Ratnapradipa Kendra L, Wang Jing, Berg-Weger Marla, Schootman Mario
Center for Injury Research and Policy, The Research Institute at Nationwide Children's Hospital, Columbus, Ohio.
Department of Graduate Nursing, College of Nursing & Health Innovation, University of Texas at Arlington.
Innov Aging. 2018 Oct 31;2(3):igy030. doi: 10.1093/geroni/igy030. eCollection 2018 Sep.
Predictors and consequences of driving cessation in older adults have been studied extensively. This study sought to establish the extent to which former drivers resume driving and identify associated factors.
Descriptive analysis of the 2011-2015 National Health and Aging Trends Study data (Round 1: = 6,680; Round 5: = 3,409) characterized the extent of driving resumption through 2015 by baseline driving status (driver, former driver, never driver). Weighted multivariate logistic regression and multilevel longitudinal models examined predictors of driving resumption.
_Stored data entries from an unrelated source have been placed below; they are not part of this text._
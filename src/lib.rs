//! factortrend: multi-factor equity selection with a dual-SMA trend filter.
//!
//! Hexagonal architecture: domain logic in [`domain`], port traits in [`ports`],
//! concrete implementations in [`adapters`].

pub mod adapters;
pub mod cli;
pub mod domain;
pub mod ports;
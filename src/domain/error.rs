//! Domain error types.

/// Top-level error type for factortrend.
#[derive(Debug, thiserror::Error)]
pub enum FactorTraderError {
    #[error("config parse error in {file}: {reason}")]
    ConfigParse { file: String, reason: String },

    #[error("missing config key [{section}] {key}")]
    ConfigMissing { section: String, key: String },

    #[error("invalid config value [{section}] {key}: {reason}")]
    ConfigInvalid {
        section: String,
        key: String,
        reason: String,
    },

    #[error("invalid input: {reason}")]
    InvalidInput { reason: String },

    #[error("universe {index} has no members")]
    EmptyUniverse { index: String },

    #[error("host call {operation} failed: {reason}")]
    ExternalCall { operation: String, reason: String },

    #[error(transparent)]
    Io(#[from] std::io::Error),
}

impl FactorTraderError {
    pub fn external(operation: &str, reason: impl Into<String>) -> Self {
        FactorTraderError::ExternalCall {
            operation: operation.to_string(),
            reason: reason.into(),
        }
    }

    pub fn invalid_input(reason: impl Into<String>) -> Self {
        FactorTraderError::InvalidInput {
            reason: reason.into(),
        }
    }
}

impl From<&FactorTraderError> for std::process::ExitCode {
    fn from(err: &FactorTraderError) -> Self {
        let code: u8 = match err {
            FactorTraderError::Io(_) => 1,
            FactorTraderError::ConfigParse { .. }
            | FactorTraderError::ConfigMissing { .. }
            | FactorTraderError::ConfigInvalid { .. } => 2,
            FactorTraderError::ExternalCall { .. } => 3,
            FactorTraderError::InvalidInput { .. } => 4,
            FactorTraderError::EmptyUniverse { .. } => 5,
        };
        std::process::ExitCode::from(code)
    }
}

#[cfg(test)]
mod tests {
    use super::*;

    #[test]
    fn external_call_display() {
        let err = FactorTraderError::external("get_index_members", "timeout");
        assert_eq!(err.to_string(), "host call get_index_members failed: timeout");
    }

    #[test]
    fn config_invalid_display() {
        let err = FactorTraderError::ConfigInvalid {
            section: "trend".into(),
            key: "short_window".into(),
            reason: "must be positive".into(),
        };
        assert_eq!(
            err.to_string(),
            "invalid config value [trend] short_window: must be positive"
        );
    }

    #[test]
    fn io_error_converts() {
        let io = std::io::Error::new(std::io::ErrorKind::NotFound, "gone");
        let err: FactorTraderError = io.into();
        assert!(matches!(err, FactorTraderError::Io(_)));
    }
}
Among drivers who stopped driving during the study, 17%-28% resumed driving. Age, vehicle ownership, stroke, hospitalization, memory, and perceived transportation barriers were associated with resumption in regression analysis. In multilevel analysis stratified by baseline driving status, poor word recall (OR = 0.62; 95% CI = 0.40, 0.95) and use of public transportation (OR = 9.74; 95% CI = 1.54, 61.77) were significantly associated with driving resumption for baseline drivers, while use of taxi (OR < 0.001; 95% CI = <0.001, 0.02) was negatively associated with resumption for baseline former drivers.
This study highlights several factors associated with driving resumption. Uncertainty about the underlying causes for resumption remains, so results should be interpreted with caution. However, predictive factors may help to identify individuals in need of additional mobility transition counseling. Ongoing transportation assessment may be warranted among former drivers.
老年人停止驾驶的预测因素及后果已得到广泛研究。本研究旨在确定曾经停止驾驶的老年人恢复驾驶的程度,并识别相关因素。
对2011 - 2015年国家健康与老龄化趋势研究数据进行描述性分析(第1轮:n = 6680;第5轮:n = 3409),根据基线驾驶状态(驾驶员、曾经的驾驶员、从未驾驶过的人)描述截至2015年恢复驾驶的程度。加权多变量逻辑回归和多水平纵向模型用于检验恢复驾驶的预测因素。
在研究期间停止驾驶的驾驶员中,17% - 28%恢复了驾驶。在回归分析中,年龄、拥有车辆情况、中风、住院、记忆力和感知到的交通障碍与恢复驾驶有关。在按基线驾驶状态分层的多水平分析中,对于基线为驾驶员的人群,单词回忆能力差(OR = 0.62;95%CI = 0.40, 0.95)和使用公共交通(OR = 9.74;95%CI = 1.54, 61.77)与恢复驾驶显著相关,而对于基线为曾经驾驶员的人群,使用出租车(OR < 0.001;95%CI = <0.001, 0.02)与恢复驾驶呈负相关。
本研究突出了几个与恢复驾驶相关的因素。恢复驾驶的潜在原因仍存在不确定性,因此对结果的解释应谨慎。然而,预测因素可能有助于识别需要额外出行转换咨询的个体。对于曾经的驾驶员,可能需要持续进行交通出行评估。